> [DESCRIPTION OF THE TASK] Give a single number in reply. It is the count of lines below that contain the string "impl".

━━━━━ SUPPLIED MATERIAL

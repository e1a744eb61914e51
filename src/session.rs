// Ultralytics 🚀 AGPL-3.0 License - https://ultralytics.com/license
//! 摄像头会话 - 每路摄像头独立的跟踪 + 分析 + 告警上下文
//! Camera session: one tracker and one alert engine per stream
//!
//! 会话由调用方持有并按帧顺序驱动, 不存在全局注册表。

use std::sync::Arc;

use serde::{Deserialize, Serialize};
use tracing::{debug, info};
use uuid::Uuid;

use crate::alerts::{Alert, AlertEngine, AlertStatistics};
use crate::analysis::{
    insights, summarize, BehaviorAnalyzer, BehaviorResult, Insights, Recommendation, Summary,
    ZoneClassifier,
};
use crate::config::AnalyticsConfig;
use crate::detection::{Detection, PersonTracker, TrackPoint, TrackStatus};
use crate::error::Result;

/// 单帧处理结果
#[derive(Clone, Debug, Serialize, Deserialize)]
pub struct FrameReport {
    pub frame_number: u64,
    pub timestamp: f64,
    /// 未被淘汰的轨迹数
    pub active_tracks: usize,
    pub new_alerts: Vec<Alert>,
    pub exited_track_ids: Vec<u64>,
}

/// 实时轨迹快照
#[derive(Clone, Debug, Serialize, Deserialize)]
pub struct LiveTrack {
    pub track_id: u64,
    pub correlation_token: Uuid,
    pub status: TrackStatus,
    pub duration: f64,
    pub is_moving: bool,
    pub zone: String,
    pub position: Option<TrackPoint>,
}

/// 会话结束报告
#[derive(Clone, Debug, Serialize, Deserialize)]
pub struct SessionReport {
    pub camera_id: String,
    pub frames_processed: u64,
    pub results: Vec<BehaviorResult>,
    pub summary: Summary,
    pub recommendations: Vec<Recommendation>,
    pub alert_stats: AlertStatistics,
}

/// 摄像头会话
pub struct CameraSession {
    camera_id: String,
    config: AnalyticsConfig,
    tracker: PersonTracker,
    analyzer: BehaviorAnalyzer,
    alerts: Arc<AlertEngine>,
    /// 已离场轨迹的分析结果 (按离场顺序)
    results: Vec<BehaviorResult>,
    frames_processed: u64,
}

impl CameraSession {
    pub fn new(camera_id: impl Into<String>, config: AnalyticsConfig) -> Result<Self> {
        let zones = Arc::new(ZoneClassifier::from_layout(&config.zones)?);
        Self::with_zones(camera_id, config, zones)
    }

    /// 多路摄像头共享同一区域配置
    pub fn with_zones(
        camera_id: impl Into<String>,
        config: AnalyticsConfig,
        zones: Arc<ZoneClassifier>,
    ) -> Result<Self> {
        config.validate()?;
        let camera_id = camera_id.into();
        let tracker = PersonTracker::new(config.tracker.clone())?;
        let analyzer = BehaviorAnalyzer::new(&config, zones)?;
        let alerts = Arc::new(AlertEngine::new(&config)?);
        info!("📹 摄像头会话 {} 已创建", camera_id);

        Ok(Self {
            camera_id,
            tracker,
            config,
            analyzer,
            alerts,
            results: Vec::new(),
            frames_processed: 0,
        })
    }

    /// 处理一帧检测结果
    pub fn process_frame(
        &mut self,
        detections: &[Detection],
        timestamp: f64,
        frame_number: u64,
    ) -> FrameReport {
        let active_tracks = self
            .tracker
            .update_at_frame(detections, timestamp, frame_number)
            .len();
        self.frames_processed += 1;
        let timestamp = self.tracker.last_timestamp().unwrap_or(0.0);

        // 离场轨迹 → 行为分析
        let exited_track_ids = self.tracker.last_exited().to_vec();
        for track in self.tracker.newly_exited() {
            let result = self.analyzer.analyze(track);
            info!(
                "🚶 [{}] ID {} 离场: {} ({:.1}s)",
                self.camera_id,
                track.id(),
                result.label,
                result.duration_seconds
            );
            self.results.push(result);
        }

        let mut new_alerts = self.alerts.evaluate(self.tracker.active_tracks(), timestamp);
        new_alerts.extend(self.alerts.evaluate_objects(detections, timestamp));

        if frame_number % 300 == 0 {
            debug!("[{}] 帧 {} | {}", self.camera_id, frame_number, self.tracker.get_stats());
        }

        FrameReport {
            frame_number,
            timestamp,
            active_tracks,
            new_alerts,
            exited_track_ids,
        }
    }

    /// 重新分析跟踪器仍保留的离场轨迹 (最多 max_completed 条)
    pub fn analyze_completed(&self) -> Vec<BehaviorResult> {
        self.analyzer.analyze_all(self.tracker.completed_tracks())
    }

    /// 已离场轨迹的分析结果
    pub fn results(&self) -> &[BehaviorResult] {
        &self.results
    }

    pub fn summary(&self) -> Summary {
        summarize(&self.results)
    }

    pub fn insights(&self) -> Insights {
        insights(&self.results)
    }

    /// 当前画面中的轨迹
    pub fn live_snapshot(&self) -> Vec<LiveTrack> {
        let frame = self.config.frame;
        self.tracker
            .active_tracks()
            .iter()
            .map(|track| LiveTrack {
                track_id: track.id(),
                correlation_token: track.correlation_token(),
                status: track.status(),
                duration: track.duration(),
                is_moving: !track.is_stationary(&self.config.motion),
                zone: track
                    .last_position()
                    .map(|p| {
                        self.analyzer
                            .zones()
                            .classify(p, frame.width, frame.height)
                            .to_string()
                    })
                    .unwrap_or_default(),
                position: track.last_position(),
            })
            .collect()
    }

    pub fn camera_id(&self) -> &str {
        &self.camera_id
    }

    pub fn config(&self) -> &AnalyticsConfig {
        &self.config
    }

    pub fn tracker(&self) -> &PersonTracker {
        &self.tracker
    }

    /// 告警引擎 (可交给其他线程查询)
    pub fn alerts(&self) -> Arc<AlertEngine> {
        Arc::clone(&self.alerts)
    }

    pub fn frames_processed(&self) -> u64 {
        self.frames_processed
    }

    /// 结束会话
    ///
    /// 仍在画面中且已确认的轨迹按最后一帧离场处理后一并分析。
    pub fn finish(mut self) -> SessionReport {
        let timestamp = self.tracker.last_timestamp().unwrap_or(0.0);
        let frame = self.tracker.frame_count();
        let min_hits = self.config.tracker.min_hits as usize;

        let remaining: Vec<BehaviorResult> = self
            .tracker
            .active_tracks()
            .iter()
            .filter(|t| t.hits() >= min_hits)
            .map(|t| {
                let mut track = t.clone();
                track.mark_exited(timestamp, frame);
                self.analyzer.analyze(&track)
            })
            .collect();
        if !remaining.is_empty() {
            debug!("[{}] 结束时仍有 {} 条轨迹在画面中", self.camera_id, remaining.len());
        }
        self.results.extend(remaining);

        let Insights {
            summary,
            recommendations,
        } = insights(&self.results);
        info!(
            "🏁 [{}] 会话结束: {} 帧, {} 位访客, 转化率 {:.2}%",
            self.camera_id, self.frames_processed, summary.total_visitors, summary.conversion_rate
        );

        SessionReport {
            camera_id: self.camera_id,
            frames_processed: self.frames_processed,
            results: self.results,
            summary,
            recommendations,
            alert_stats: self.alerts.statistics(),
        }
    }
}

━━━━━━━━━━
━━━━━ SUPPLIED MATERIAL

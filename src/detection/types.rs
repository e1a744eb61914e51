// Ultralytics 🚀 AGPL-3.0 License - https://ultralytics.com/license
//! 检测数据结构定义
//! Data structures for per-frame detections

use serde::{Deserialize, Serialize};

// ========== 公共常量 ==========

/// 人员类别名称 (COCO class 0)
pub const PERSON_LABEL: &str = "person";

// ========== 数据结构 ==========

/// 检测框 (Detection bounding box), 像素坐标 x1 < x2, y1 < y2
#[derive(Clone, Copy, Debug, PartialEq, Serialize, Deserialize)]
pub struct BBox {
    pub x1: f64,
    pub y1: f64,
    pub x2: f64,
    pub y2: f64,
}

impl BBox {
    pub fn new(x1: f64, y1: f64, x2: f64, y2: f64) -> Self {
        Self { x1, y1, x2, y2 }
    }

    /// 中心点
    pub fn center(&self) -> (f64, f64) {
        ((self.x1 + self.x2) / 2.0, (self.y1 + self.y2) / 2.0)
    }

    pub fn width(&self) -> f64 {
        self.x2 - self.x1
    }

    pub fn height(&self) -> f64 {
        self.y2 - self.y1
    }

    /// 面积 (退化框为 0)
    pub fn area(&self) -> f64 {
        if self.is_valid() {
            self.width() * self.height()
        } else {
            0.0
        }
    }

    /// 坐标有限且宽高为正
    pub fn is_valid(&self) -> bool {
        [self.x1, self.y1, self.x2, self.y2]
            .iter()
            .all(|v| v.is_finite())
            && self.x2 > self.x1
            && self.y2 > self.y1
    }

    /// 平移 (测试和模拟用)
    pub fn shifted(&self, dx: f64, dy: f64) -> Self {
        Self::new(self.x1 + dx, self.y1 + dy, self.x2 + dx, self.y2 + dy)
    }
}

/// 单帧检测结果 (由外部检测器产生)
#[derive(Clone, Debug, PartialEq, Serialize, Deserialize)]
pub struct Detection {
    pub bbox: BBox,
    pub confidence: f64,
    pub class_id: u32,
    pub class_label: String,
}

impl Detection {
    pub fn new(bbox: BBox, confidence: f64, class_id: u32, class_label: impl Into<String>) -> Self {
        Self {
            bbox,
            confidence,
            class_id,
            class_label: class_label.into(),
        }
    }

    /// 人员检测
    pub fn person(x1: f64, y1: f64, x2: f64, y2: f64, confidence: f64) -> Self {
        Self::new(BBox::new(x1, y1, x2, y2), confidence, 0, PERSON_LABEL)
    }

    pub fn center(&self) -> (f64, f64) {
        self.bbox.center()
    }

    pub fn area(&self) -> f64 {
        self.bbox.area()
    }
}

━━━━━━━━━━
━━━━━ SUPPLIED MATERIAL

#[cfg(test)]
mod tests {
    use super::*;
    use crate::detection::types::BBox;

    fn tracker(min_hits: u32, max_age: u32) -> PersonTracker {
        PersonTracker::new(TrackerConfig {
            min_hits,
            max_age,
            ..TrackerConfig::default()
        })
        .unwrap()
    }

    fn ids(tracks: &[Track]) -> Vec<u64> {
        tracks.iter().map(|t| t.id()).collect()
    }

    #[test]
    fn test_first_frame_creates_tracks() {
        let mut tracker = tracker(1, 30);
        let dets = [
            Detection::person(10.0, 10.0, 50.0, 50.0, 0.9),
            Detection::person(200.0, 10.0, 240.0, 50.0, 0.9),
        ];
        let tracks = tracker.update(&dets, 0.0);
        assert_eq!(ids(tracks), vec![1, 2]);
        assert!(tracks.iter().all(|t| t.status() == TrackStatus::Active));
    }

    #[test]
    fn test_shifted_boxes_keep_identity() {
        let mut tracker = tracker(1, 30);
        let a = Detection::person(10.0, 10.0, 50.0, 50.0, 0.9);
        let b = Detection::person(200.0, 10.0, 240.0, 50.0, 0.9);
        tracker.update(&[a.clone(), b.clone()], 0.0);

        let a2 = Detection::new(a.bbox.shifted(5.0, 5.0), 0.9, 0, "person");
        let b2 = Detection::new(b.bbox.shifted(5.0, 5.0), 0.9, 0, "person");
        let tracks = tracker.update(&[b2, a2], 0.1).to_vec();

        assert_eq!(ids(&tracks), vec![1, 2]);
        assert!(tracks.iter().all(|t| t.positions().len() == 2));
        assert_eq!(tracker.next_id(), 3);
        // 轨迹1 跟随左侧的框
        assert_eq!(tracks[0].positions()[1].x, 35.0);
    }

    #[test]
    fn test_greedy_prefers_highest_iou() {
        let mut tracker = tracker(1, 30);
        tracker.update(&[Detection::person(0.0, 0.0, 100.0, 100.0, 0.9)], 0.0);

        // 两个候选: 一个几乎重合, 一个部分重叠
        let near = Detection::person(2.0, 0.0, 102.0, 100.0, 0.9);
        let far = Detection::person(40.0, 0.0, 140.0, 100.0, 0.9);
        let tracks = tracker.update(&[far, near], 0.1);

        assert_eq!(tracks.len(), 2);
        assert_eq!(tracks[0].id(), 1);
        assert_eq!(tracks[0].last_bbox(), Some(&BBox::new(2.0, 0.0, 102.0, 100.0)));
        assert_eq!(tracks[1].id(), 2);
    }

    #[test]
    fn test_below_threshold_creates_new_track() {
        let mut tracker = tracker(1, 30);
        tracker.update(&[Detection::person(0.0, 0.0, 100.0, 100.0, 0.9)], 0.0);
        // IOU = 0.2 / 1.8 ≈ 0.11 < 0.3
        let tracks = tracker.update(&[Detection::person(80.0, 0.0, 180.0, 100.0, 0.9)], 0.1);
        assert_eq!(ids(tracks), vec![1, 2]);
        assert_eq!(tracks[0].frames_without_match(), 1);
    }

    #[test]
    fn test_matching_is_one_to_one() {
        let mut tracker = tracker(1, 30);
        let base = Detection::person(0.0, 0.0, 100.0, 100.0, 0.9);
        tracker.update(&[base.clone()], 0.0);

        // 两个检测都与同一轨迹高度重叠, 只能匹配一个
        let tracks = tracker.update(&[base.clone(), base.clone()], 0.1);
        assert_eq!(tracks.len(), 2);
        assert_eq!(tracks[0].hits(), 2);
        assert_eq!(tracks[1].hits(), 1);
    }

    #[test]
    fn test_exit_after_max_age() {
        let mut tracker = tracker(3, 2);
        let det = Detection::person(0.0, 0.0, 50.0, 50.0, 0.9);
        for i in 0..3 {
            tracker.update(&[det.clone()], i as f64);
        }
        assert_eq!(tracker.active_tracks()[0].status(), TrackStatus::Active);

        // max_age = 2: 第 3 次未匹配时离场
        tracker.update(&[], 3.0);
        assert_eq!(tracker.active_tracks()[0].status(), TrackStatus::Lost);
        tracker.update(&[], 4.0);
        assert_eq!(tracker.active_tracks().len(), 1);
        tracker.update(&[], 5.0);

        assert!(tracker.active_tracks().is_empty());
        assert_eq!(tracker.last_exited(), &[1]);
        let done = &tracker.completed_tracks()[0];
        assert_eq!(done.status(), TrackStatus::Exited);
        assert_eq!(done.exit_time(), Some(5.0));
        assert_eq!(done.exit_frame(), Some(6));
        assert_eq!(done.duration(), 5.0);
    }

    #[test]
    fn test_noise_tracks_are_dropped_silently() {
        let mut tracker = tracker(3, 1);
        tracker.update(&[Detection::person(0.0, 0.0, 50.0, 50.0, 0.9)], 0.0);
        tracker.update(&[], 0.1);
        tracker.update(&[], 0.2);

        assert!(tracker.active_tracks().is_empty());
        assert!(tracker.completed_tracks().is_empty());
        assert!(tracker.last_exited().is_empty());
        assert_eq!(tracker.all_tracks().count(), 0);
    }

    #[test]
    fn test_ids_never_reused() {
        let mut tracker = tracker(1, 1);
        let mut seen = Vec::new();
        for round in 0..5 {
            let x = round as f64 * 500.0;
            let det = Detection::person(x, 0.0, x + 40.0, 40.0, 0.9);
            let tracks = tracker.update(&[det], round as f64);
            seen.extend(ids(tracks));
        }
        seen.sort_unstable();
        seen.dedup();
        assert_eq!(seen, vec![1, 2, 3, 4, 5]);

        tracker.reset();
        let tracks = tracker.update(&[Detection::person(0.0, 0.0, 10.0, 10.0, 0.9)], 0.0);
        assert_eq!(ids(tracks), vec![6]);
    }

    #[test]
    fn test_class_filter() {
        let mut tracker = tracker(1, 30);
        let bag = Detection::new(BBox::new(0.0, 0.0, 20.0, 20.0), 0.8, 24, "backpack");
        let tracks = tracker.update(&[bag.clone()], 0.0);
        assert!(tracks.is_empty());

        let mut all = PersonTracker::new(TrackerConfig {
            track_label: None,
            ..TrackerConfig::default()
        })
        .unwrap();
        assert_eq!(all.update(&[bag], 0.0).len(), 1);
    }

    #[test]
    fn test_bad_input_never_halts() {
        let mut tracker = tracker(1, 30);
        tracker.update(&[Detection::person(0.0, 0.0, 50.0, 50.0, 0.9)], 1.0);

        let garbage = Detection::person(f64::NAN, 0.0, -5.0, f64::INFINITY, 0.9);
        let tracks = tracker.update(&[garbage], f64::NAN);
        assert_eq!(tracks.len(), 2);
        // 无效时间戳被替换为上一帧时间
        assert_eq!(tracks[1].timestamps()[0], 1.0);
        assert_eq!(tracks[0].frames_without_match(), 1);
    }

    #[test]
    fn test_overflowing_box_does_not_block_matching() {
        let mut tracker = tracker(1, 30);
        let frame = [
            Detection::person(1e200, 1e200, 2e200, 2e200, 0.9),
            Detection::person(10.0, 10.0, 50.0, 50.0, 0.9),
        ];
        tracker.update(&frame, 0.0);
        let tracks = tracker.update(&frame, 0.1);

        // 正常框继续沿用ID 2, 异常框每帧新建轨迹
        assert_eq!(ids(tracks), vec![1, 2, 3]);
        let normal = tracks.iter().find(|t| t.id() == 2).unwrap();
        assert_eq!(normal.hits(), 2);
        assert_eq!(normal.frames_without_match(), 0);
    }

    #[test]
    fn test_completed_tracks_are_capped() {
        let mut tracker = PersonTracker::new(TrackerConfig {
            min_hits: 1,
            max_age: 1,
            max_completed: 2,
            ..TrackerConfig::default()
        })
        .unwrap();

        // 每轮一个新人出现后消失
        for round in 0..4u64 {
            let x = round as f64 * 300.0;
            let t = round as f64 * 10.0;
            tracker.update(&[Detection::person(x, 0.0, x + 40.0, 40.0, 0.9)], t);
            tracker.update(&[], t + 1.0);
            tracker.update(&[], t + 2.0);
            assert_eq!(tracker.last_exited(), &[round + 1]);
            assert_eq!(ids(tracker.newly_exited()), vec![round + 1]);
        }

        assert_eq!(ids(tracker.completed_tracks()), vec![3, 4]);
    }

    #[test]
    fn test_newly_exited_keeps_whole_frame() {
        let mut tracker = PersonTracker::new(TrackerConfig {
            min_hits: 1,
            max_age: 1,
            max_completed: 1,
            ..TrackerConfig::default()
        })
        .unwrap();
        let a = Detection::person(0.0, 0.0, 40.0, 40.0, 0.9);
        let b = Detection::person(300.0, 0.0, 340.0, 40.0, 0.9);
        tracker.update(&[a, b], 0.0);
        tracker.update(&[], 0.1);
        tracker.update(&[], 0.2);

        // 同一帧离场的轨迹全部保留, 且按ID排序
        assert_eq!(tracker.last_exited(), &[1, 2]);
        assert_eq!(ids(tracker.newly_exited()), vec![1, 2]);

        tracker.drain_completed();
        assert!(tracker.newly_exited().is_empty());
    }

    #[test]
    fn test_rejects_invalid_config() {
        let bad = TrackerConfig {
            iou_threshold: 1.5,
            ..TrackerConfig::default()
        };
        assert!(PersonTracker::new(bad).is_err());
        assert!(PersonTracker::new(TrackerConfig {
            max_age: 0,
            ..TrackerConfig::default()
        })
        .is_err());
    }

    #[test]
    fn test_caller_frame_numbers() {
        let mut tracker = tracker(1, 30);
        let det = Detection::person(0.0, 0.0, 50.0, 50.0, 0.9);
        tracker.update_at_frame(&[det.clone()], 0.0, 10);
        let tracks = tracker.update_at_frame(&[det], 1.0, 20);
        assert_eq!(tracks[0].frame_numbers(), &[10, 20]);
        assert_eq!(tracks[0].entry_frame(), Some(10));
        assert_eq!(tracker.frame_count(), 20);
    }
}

━━━━━━━━━━

> [RESULT OF THE TASK] 6